– Пора вставать, сударь, вставайте. Вы знаете, который теперь час?
Он не шелохнулся.
– По крайней мере, откройте глаза. Вы же можете открыть глаза? Я не прошу большего. Позвольте мне только заглянуть в ваши глаза. Они голубые, я знаю.
Вот упрямец.
– Скажите хоть слово. Произнесите хоть звук, сударь. Это все, о чем я прошу, а после я на цыпочках выйду и оставлю вас в покое. Вы что-то сказали? Повторите. Мне кажется, вы шевельнулись. Разве нет? Не оставляйте меня одну, сударь! Вы не должны покидать меня. Это было бы очень нехорошо с вашей стороны. Можно я вас потрясу немного? О, сударь мой! Ну разве можно лежать так неподвижно? И что мне теперь делать?
Но я уже все поняла. Я обмыла ему лицо, причесала остатки волос, наложила на кожу жидкое мыло, смешала гипсовый раствор, соломинки ему были не нужны. Как странно: голова все еще присоединена к туловищу, а само туловище не изувечено – я уж и забыла, как оно бывает. И я сделала посмертную маску Филиппа Вильгельма Матиаса Куртиуса, родившегося в Берне в 1749 году, скончавшегося в Париже в 1794 году, величайшего устроителя публичного зрелища в Париже, хроникера истории, создателя людей, любившего вдову, знавшего человеческое тело лучше, чем кто-либо иной, и никогда и никому не дававшего доступа к своему собственному. Великий Куртиус.

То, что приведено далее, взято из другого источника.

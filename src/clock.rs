//! The single monotonic millisecond clock every time-dependent decision in
//! this crate is driven by (`spec.md` §5 "Clocks").
//!
//! Wall-clock time never feeds algorithmic decisions; it is only used for
//! logs and statistics timestamps, which live outside this module.

use std::time::Instant;

/// A point in time on the core's monotonic millisecond clock.
///
/// Never constructed from [`std::time::SystemTime`]; always derived from a
/// [`Clock`] implementation so that NTP adjustments and leap seconds cannot
/// perturb algorithmic state.
#[derive(Clone, Copy, Debug, Default, Eq, Ord, PartialEq, PartialOrd, Hash)]
pub struct MonoMs(pub u64);

impl MonoMs {
    /// Returns the duration from `earlier` to `self`, saturating at zero if
    /// `earlier` is actually later (can happen across clock resets in
    /// tests).
    #[must_use]
    pub fn saturating_sub(self, earlier: MonoMs) -> u64 {
        self.0.saturating_sub(earlier.0)
    }

    #[must_use]
    pub fn checked_sub(self, earlier: MonoMs) -> Option<u64> {
        self.0.checked_sub(earlier.0)
    }

    #[must_use]
    pub fn add_ms(self, ms: u64) -> Self {
        Self(self.0.saturating_add(ms))
    }
}

impl From<u64> for MonoMs {
    fn from(ms: u64) -> Self {
        Self(ms)
    }
}

/// Source of the monotonic clock. Abstracted so tests can drive time
/// explicitly instead of racing the wall clock.
pub trait Clock: Send + Sync {
    /// Returns the current time, in milliseconds, on an arbitrary epoch that
    /// only ever moves forward.
    fn now_ms(&self) -> MonoMs;
}

/// Production [`Clock`] backed by [`Instant`].
#[derive(Debug)]
pub struct SystemClock {
    epoch: Instant,
}

impl SystemClock {
    #[must_use]
    pub fn new() -> Self {
        Self {
            epoch: Instant::now(),
        }
    }
}

impl Default for SystemClock {
    fn default() -> Self {
        Self::new()
    }
}

impl Clock for SystemClock {
    fn now_ms(&self) -> MonoMs {
        MonoMs(self.epoch.elapsed().as_millis() as u64)
    }
}

/// Test [`Clock`] that only advances when told to.
#[derive(Debug, Default)]
pub struct ManualClock {
    now: std::sync::atomic::AtomicU64,
}

impl ManualClock {
    #[must_use]
    pub fn new(start_ms: u64) -> Self {
        Self {
            now: std::sync::atomic::AtomicU64::new(start_ms),
        }
    }

    pub fn advance(&self, ms: u64) {
        self.now
            .fetch_add(ms, std::sync::atomic::Ordering::SeqCst);
    }

    pub fn set(&self, ms: u64) {
        self.now.store(ms, std::sync::atomic::Ordering::SeqCst);
    }
}

impl Clock for ManualClock {
    fn now_ms(&self) -> MonoMs {
        MonoMs(self.now.load(std::sync::atomic::Ordering::SeqCst))
    }
}
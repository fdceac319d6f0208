//! Bounded, time-and-sequence-ordered RTP packet store serving RTX replies
//! (`spec.md` §4.C).

use bytes::Bytes;

use crate::clock::MonoMs;
use crate::rtp::packet::{is_seq_higher_than, is_ts_higher_than};

/// One stored RTP packet plus the bookkeeping the retransmission path needs.
#[derive(Clone, Debug)]
pub struct Item {
    pub packet: Bytes,
    pub ssrc: u32,
    pub sequence_number: u16,
    pub timestamp: u32,
    pub resent_at_ms: Option<MonoMs>,
    pub sent_times: u32,
}

impl Item {
    fn new(packet: Bytes, ssrc: u32, sequence_number: u16, timestamp: u32) -> Self {
        Self {
            packet,
            ssrc,
            sequence_number,
            timestamp,
            resent_at_ms: None,
            sent_times: 0,
        }
    }
}

fn too_old(ts: u32, newest_ts: u32, clock_rate: u32, max_retransmission_delay_ms: u64) -> bool {
    if !is_ts_higher_than(newest_ts, ts) && newest_ts != ts {
        return false;
    }
    let delta_ts = newest_ts.wrapping_sub(ts) as u64;
    delta_ts * 1000 / clock_rate as u64 > max_retransmission_delay_ms
}

/// `slots[i]` holds the item whose sequence number is `oldest_seq + i`, or
/// `None` for a blank slot. `slots.front()`/`slots.back()` are always
/// present whenever the buffer is non-empty.
pub struct RetransmissionBuffer {
    max_items: usize,
    clock_rate: u32,
    max_retransmission_delay_ms: u64,
    slots: std::collections::VecDeque<Option<Item>>,
    oldest_seq: u16,
}

impl RetransmissionBuffer {
    #[must_use]
    pub fn new(max_items: usize, clock_rate: u32, max_retransmission_delay_ms: u64) -> Self {
        Self {
            max_items,
            clock_rate,
            max_retransmission_delay_ms,
            slots: std::collections::VecDeque::new(),
            oldest_seq: 0,
        }
    }

    pub fn len(&self) -> usize {
        self.slots.len()
    }

    pub fn is_empty(&self) -> bool {
        self.slots.is_empty()
    }

    /// Present items only, oldest first.
    pub fn present_items(&self) -> impl Iterator<Item = &Item> {
        self.slots.iter().filter_map(|s| s.as_ref())
    }

    fn newest(&self) -> Option<&Item> {
        self.slots.back().and_then(|s| s.as_ref())
    }

    fn oldest(&self) -> Option<&Item> {
        self.slots.front().and_then(|s| s.as_ref())
    }

    fn clear_and_insert(&mut self, packet: Bytes, ssrc: u32, seq: u16, ts: u32) {
        self.slots.clear();
        self.slots.push_back(Some(Item::new(packet, ssrc, seq, ts)));
        self.oldest_seq = seq;
    }

    fn evict_too_old_from_front(&mut self, effective_newest_ts: u32) {
        while let Some(front) = self.oldest() {
            if too_old(
                front.timestamp,
                effective_newest_ts,
                self.clock_rate,
                self.max_retransmission_delay_ms,
            ) {
                self.slots.pop_front();
                self.oldest_seq = self.oldest_seq.wrapping_add(1);
            } else {
                break;
            }
        }
    }

    pub fn get(&self, seq: u16) -> Option<&Item> {
        let offset = seq.wrapping_sub(self.oldest_seq) as usize;
        if offset >= self.slots.len() {
            return None;
        }
        self.slots.get(offset).and_then(|s| s.as_ref())
    }

    /// Inserts a newly received RTP packet into the buffer, per `spec.md`
    /// §4.C's five-case algorithm.
    pub fn insert(&mut self, packet: Bytes, ssrc: u32, seq: u16, ts: u32) {
        let Some(newest) = self.newest() else {
            self.slots.push_back(Some(Item::new(packet, ssrc, seq, ts)));
            self.oldest_seq = seq;
            return;
        };
        let newest_seq = newest.sequence_number;
        let newest_ts = newest.timestamp;

        if is_seq_higher_than(newest_seq, seq) && is_ts_higher_than(ts, newest_ts) {
            // Newer timestamp but lower sequence number: the stream
            // restarted (e.g. an SSRC/seq reset). Start fresh.
            self.clear_and_insert(packet, ssrc, seq, ts);
            return;
        }

        let effective_newest_ts = if is_ts_higher_than(ts, newest_ts) { ts } else { newest_ts };
        self.evict_too_old_from_front(effective_newest_ts);

        let Some(newest) = self.newest() else {
            self.clear_and_insert(packet, ssrc, seq, ts);
            return;
        };
        let newest_seq = newest.sequence_number;
        let newest_ts = newest.timestamp;
        let oldest_seq = self.oldest_seq;

        if is_seq_higher_than(seq, newest_seq) {
            if is_ts_higher_than(newest_ts, ts) {
                // Newer sequence must carry a non-decreasing timestamp.
                return;
            }
            let blank_slots = seq.wrapping_sub(newest_seq).wrapping_sub(1) as usize;
            let would_be_len = self.slots.len() + blank_slots + 1;
            if would_be_len > self.max_items {
                let overflow = would_be_len - self.max_items;
                for _ in 0..overflow.min(self.slots.len()) {
                    self.slots.pop_front();
                    self.oldest_seq = self.oldest_seq.wrapping_add(1);
                }
                if self.slots.len() + blank_slots + 1 > self.max_items {
                    self.clear_and_insert(packet, ssrc, seq, ts);
                    return;
                }
            }
            for _ in 0..blank_slots {
                self.slots.push_back(None);
            }
            self.slots.push_back(Some(Item::new(packet, ssrc, seq, ts)));
            return;
        }

        if is_seq_higher_than(oldest_seq, seq) {
            let Some(oldest) = self.oldest() else { return };
            if is_ts_higher_than(ts, oldest.timestamp) {
                return;
            }
            if too_old(ts, effective_newest_ts, self.clock_rate, self.max_retransmission_delay_ms) {
                return;
            }
            let front_blanks = oldest_seq.wrapping_sub(seq).wrapping_sub(1) as usize;
            if self.slots.len() + front_blanks + 1 > self.max_items {
                return;
            }
            for _ in 0..front_blanks {
                self.slots.push_front(None);
            }
            self.slots.push_front(Some(Item::new(packet, ssrc, seq, ts)));
            self.oldest_seq = seq;
            return;
        }

        // Between oldest and newest: fill an existing slot.
        let offset = seq.wrapping_sub(oldest_seq) as usize;
        if offset >= self.slots.len() {
            return;
        }
        if self.slots[offset].is_some() {
            return; // duplicate
        }
        let mut lower_ts = None;
        for i in (0..offset).rev() {
            if let Some(item) = &self.slots[i] {
                lower_ts = Some(item.timestamp);
                break;
            }
        }
        let mut upper_ts = None;
        for i in offset + 1..self.slots.len() {
            if let Some(item) = &self.slots[i] {
                upper_ts = Some(item.timestamp);
                break;
            }
        }
        if let Some(lo) = lower_ts {
            if is_ts_higher_than(lo, ts) {
                return;
            }
        }
        if let Some(hi) = upper_ts {
            if is_ts_higher_than(ts, hi) {
                return;
            }
        }
        self.slots[offset] = Some(Item::new(packet, ssrc, seq, ts));
    }
}

#[cfg(test)]
mod tests {
    use super::*;
    use bytes::Bytes;

    fn pkt() -> Bytes {
        Bytes::from_static(b"x")
    }

    #[test]
    fn stream_restart_clears_buffer() {
        // spec.md §8 scenario 3.
        let mut buf = RetransmissionBuffer::new(4, 90_000, 2_000);
        buf.insert(pkt(), 1, 30001, 3_000_000_000);
        buf.insert(pkt(), 1, 30002, 3_000_000_000);
        buf.insert(pkt(), 1, 30003, 3_000_000_200);
        buf.insert(pkt(), 1, 40000, 3_000_003_000);
        let items: Vec<_> = buf.present_items().map(|i| (i.sequence_number, i.timestamp)).collect();
        assert_eq!(items, vec![(40000, 3_000_003_000)]);
    }

    #[test]
    fn blank_slots_and_ordering() {
        // spec.md §8 scenario 4.
        let mut buf = RetransmissionBuffer::new(10, 90_000, 1_000_000);
        buf.insert(pkt(), 1, 40002, 4_000_000_002);
        buf.insert(pkt(), 1, 40003, 4_000_000_001); // discarded: timestamp regression
        buf.insert(pkt(), 1, 40004, 4_000_000_004);
        buf.insert(pkt(), 1, 40002, 4_000_000_002); // discarded: duplicate
        buf.insert(pkt(), 1, 40008, 4_000_000_008);
        buf.insert(pkt(), 1, 40006, 4_000_000_006);
        buf.insert(pkt(), 1, 40000, 4_000_000_000);

        assert_eq!(buf.len(), 9);
        let present: Vec<usize> = buf
            .slots
            .iter()
            .enumerate()
            .filter_map(|(i, s)| s.as_ref().map(|_| i))
            .collect();
        assert_eq!(present, vec![0, 2, 4, 6, 8]);
    }

    #[test]
    fn ordering_invariant_holds_after_inserts() {
        let mut buf = RetransmissionBuffer::new(8, 90_000, 1_000_000);
        for (seq, ts) in [(10u16, 100u32), (11, 100), (13, 130), (12, 120)] {
            buf.insert(pkt(), 1, seq, ts);
        }
        let items: Vec<_> = buf.present_items().collect();
        for w in items.windows(2) {
            assert!(!is_ts_higher_than(w[0].timestamp, w[1].timestamp));
            assert!(is_seq_higher_than(w[1].sequence_number, w[0].sequence_number));
        }
    }
}
//! Common RTCP header (RFC 3550 §6.1) and the feedback-packet header shape
//! shared by NACK, PLI, FIR, REMB and transport-cc feedback (RFC 4585).

use bytes::{BufMut, BytesMut};

use crate::error::MalformedPacket;

pub const RTP_VERSION: u8 = 2;

/// `PT=205` Transport layer feedback (NACK, transport-cc).
pub const PT_RTPFB: u8 = 205;
/// `PT=206` Payload-specific feedback (PLI, FIR, REMB).
pub const PT_PSFB: u8 = 206;

pub const FMT_NACK: u8 = 1;
pub const FMT_TCC: u8 = 15;
pub const FMT_PLI: u8 = 1;
pub const FMT_FIR: u8 = 4;
pub const FMT_AFB: u8 = 15;

/// Parsed common header of one RTCP feedback packet.
#[derive(Clone, Copy, Debug)]
pub struct FeedbackHeader {
    pub fmt: u8,
    pub packet_type: u8,
    /// Length of this packet's body (after the 12-byte SSRC-carrying
    /// header), in bytes.
    pub body_len: usize,
    pub sender_ssrc: u32,
    pub media_ssrc: u32,
}

impl FeedbackHeader {
    pub fn parse(buf: &[u8]) -> Result<(Self, &[u8]), MalformedPacket> {
        if buf.len() < 12 {
            return Err(MalformedPacket::new("RTCP feedback header shorter than 12 bytes"));
        }
        let version = buf[0] >> 6;
        if version != RTP_VERSION {
            return Err(MalformedPacket::new("RTCP version field is not 2"));
        }
        let fmt = buf[0] & 0x1F;
        let packet_type = buf[1];
        let length_words = u16::from_be_bytes([buf[2], buf[3]]) as usize;
        let total_len = (length_words + 1) * 4;
        if total_len > buf.len() {
            return Err(MalformedPacket::new("RTCP length field overruns buffer"));
        }
        let sender_ssrc = u32::from_be_bytes([buf[4], buf[5], buf[6], buf[7]]);
        let media_ssrc = u32::from_be_bytes([buf[8], buf[9], buf[10], buf[11]]);
        Ok((
            Self {
                fmt,
                packet_type,
                body_len: total_len - 12,
                sender_ssrc,
                media_ssrc,
            },
            &buf[12..total_len],
        ))
    }
}

/// Writes the 12-byte common feedback header (version/padding/fmt, packet
/// type, length placeholder, sender SSRC, media SSRC) and returns the
/// offset of the length field so the caller can patch it once the body is
/// known.
pub fn write_feedback_header(
    buf: &mut BytesMut,
    fmt: u8,
    packet_type: u8,
    sender_ssrc: u32,
    media_ssrc: u32,
) -> usize {
    buf.put_u8((RTP_VERSION << 6) | (fmt & 0x1F));
    buf.put_u8(packet_type);
    let length_offset = buf.len();
    buf.put_u16(0); // patched in `patch_length`.
    buf.put_u32(sender_ssrc);
    buf.put_u32(media_ssrc);
    length_offset
}

/// Patches the 16-bit length field written by [`write_feedback_header`] now
/// that the full packet size is known. `length_offset` is the value
/// returned by that call; `total_len` is the packet's length in bytes.
pub fn patch_length(buf: &mut BytesMut, length_offset: usize, total_len: usize) {
    debug_assert_eq!(total_len % 4, 0, "RTCP packets are 32-bit aligned");
    let words = (total_len / 4 - 1) as u16;
    buf[length_offset..length_offset + 2].copy_from_slice(&words.to_be_bytes());
}

#[cfg(test)]
mod tests {
    use super::*;

    #[test]
    fn round_trips_a_feedback_header() {
        let mut buf = BytesMut::new();
        let off = write_feedback_header(&mut buf, FMT_NACK, PT_RTPFB, 1, 2);
        patch_length(&mut buf, off, buf.len());
        let (hdr, body) = FeedbackHeader::parse(&buf).unwrap();
        assert_eq!(hdr.fmt, FMT_NACK);
        assert_eq!(hdr.packet_type, PT_RTPFB);
        assert_eq!(hdr.sender_ssrc, 1);
        assert_eq!(hdr.media_ssrc, 2);
        assert!(body.is_empty());
    }
}
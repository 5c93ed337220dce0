//! The collector capability and the labelled-collector decorator.
//!
//! A [`Collector`] knows how to report zero or more current metric values
//! and their descriptors. Concrete value holders ([`Counter`](crate::Counter),
//! [`Gauge`](crate::Gauge)) implement it directly; [`LabelledCollector`]
//! decorates any [`SimpleCollector`] with dynamic label dimensions, caching
//! one child per distinct label-value combination.

use std::collections::{BTreeMap, BTreeSet, HashMap};
use std::sync::Arc;

use parking_lot::Mutex;
use tracing::debug;

use crate::error::{MetricsError, Result};
use crate::metric::{hash_labels, Descriptor, DescriptorRef, Metric, Sample};

/// Abstract metric collector.
///
/// These two operations are the only entry points the registry requires;
/// any type implementing them can be registered.
pub trait Collector: Send + Sync {
    /// Returns zero or more metric descriptors.
    fn describe(&self) -> Vec<DescriptorRef>;

    /// Returns zero or more collected metrics.
    fn collect(&self) -> Vec<Metric>;
}

/// A collector constructible from a metric name and help text.
///
/// This is the capability [`LabelledCollector`] needs to make child
/// instances on demand, and the one the generic builders build against.
pub trait SimpleCollector: Collector {
    /// Creates a new instance exporting a metric with the given name and help.
    fn make(name: &str, help: &str) -> Self;
}

/// Per-instance state guarded by the collector's lock.
struct Children<C> {
    children: HashMap<u64, Arc<C>>,
    labels_by_hash: HashMap<u64, BTreeMap<String, String>>,
    descriptors: Option<Vec<DescriptorRef>>,
}

impl<C> Default for Children<C> {
    fn default() -> Self {
        Self {
            children: HashMap::new(),
            labels_by_hash: HashMap::new(),
            descriptors: None,
        }
    }
}

/// Decorator adding label dimensions to any [`SimpleCollector`].
///
/// A labelled collector holds no value of its own: it is a container of
/// child collectors, one per distinct combination of label values seen so
/// far. Children are created lazily by [`labels`](Self::labels) and persist
/// until [`remove`](Self::remove) or [`clear`](Self::clear) evicts them.
///
/// Values must be read and written through the child handles returned by
/// `labels`; repeated lookups with the same values return the same child.
pub struct LabelledCollector<C> {
    name: String,
    help: String,
    label_names: BTreeSet<String>,
    inner: Mutex<Children<C>>,
}

impl<C: SimpleCollector> LabelledCollector<C> {
    /// Creates a labelled collector requiring exactly the given label names.
    ///
    /// The builder layer is responsible for rejecting an empty label set and
    /// invalid label names before constructing one of these.
    #[must_use]
    pub fn new(
        name: impl Into<String>,
        help: impl Into<String>,
        label_names: BTreeSet<String>,
    ) -> Self {
        Self {
            name: name.into(),
            help: help.into(),
            label_names,
            inner: Mutex::new(Children::default()),
        }
    }

    /// Returns the child collector for the given label values.
    ///
    /// The lookup is idempotent: the same label values always yield the same
    /// child instance, regardless of the order the values were supplied in.
    /// After the first lookup a combination costs one hash and one map probe,
    /// with no allocation.
    ///
    /// # Errors
    ///
    /// Returns `MetricsError::UndefinedLabel` if a required label is missing
    /// and `MetricsError::UnexpectedLabel` if an undeclared label is supplied.
    pub fn labels<K, V, I>(&self, values: I) -> Result<Arc<C>>
    where
        K: Into<String>,
        V: Into<String>,
        I: IntoIterator<Item = (K, V)>,
    {
        let values: BTreeMap<String, String> = values
            .into_iter()
            .map(|(key, value)| (key.into(), value.into()))
            .collect();
        let hash = hash_labels(&values);

        let mut inner = self.inner.lock();
        if let Some(child) = inner.children.get(&hash) {
            return Ok(Arc::clone(child));
        }

        // New combination: check all required labels are present and nothing
        // undeclared slipped in before creating a child.
        for label in &self.label_names {
            if !values.contains_key(label) {
                return Err(MetricsError::UndefinedLabel {
                    label: label.clone(),
                });
            }
        }
        for key in values.keys() {
            if !self.label_names.contains(key) {
                return Err(MetricsError::UnexpectedLabel { label: key.clone() });
            }
        }

        let child = Arc::new(C::make(&self.name, &self.help));
        inner.children.insert(hash, Arc::clone(&child));
        inner.labels_by_hash.insert(hash, values);
        debug!(metric = %self.name, children = inner.children.len(), "cached labelled child");
        Ok(child)
    }

    /// Evicts the child cached for the given label values.
    ///
    /// Removing a combination that was never cached is a silent no-op.
    pub fn remove<K, V, I>(&self, values: I)
    where
        K: Into<String>,
        V: Into<String>,
        I: IntoIterator<Item = (K, V)>,
    {
        let values: BTreeMap<String, String> = values
            .into_iter()
            .map(|(key, value)| (key.into(), value.into()))
            .collect();
        let hash = hash_labels(&values);

        let mut inner = self.inner.lock();
        inner.labels_by_hash.remove(&hash);
        inner.children.remove(&hash);
    }

    /// Evicts all cached children.
    pub fn clear(&self) {
        let mut inner = self.inner.lock();
        inner.labels_by_hash.clear();
        inner.children.clear();
    }

    /// Returns the number of cached children.
    #[must_use]
    pub fn child_count(&self) -> usize {
        self.inner.lock().children.len()
    }
}

impl<C: SimpleCollector> Collector for LabelledCollector<C> {
    fn describe(&self) -> Vec<DescriptorRef> {
        {
            let inner = self.inner.lock();
            if let Some(descriptors) = &inner.descriptors {
                return descriptors.clone();
            }
        }

        // Introspect a throwaway child outside the lock: a child that is
        // itself labelled would otherwise deadlock on its own describe call.
        // The probe never enters the children cache.
        let probe = C::make(&self.name, &self.help);
        let described: Vec<DescriptorRef> = probe
            .describe()
            .iter()
            .map(|descriptor| {
                let mut labels = descriptor.labels().clone();
                for label in &self.label_names {
                    labels.insert(label.clone());
                }
                Arc::new(Descriptor::new(
                    descriptor.name(),
                    descriptor.metric_type(),
                    descriptor.help(),
                    labels,
                ))
            })
            .collect();

        let mut inner = self.inner.lock();
        inner.descriptors.get_or_insert(described).clone()
    }

    fn collect(&self) -> Vec<Metric> {
        // Snapshot the children under the lock, then release it before
        // delegating so nested labelled collectors cannot deadlock.
        let snapshot: Vec<(Arc<C>, BTreeMap<String, String>)> = {
            let inner = self.inner.lock();
            inner
                .children
                .iter()
                .map(|(hash, child)| {
                    (
                        Arc::clone(child),
                        inner.labels_by_hash.get(hash).cloned().unwrap_or_default(),
                    )
                })
                .collect()
        };

        let mut metrics = Vec::new();
        for (child, child_labels) in snapshot {
            for metric in child.collect() {
                let samples = metric
                    .samples()
                    .iter()
                    .map(|sample| {
                        let mut labels = sample.labels().clone();
                        for (key, value) in &child_labels {
                            labels
                                .entry(key.clone())
                                .or_insert_with(|| value.clone());
                        }
                        Sample::new(sample.role(), sample.value(), labels)
                    })
                    .collect();
                metrics.push(Metric::new(Arc::clone(metric.descriptor()), samples));
            }
        }
        metrics
    }
}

– Что ж, вот теперь я буду называть вас дядюшкой, – проговорила я. – Дядюшка.
Похороны, как того требовал революционный закон, состоялись в полночь, безо всяких религиозных обрядов. Народу пришло мало. Только несколько пьяненьких плакальщиков. Одного привезли в тачке – им оказался Луи-Себастьян Мерсье. После смерти Робеспьера Мерсье, подобно многим прочим, выпустили из тюрьмы. Свет Парижа воссиял на него, но бедняга его не видел. Его зрение не притупилось, но он мог смотреть только в прошлое Парижа и не понимал Парижа нынешнего. Этот новый город, сетовал он, мне совсем незнаком. На протяжении всего своего длительного заключения Мерсье ни разу не снял свои любимые башмаки. Поначалу он каждый день прохаживался в них по камере, а потом стал все время сидеть в углу, так что и он сам, и его башмаки быстро отвыкли от регулярных занятий ходьбой. Камера была сырая, с потолка и по стенам сочилась вода, его соломенный тюфяк неделями не вычищался. И за время вынужденной праздности, когда его прошлые прогулки перемешались в памяти и мысли вконец перепутались, башмаки начали медленно гнить. Их кожаные стенки вросли в кожу ног, а отекшие лодыжки вывалились наружу и нависли над краями башмаков, и со временем башмаки и ступни накрепко срослись. И коснувшись парижской земли, он испытал нестерпимую боль. Его пришлось выносить из камеры на руках. Врачи, по его словам, посоветовали отделить башмаки от ступней хирургическим путем, но он не позволил. Мерсье прибыл в тачке проводить в последний путь Куртиуса. Он предложил мне переехать к нему в дом, стать его башмаками, рассказывать ему обо всем, что я бы видела, прогуливаясь по новому Парижу. Я поблагодарила его, но приглашение отклонила.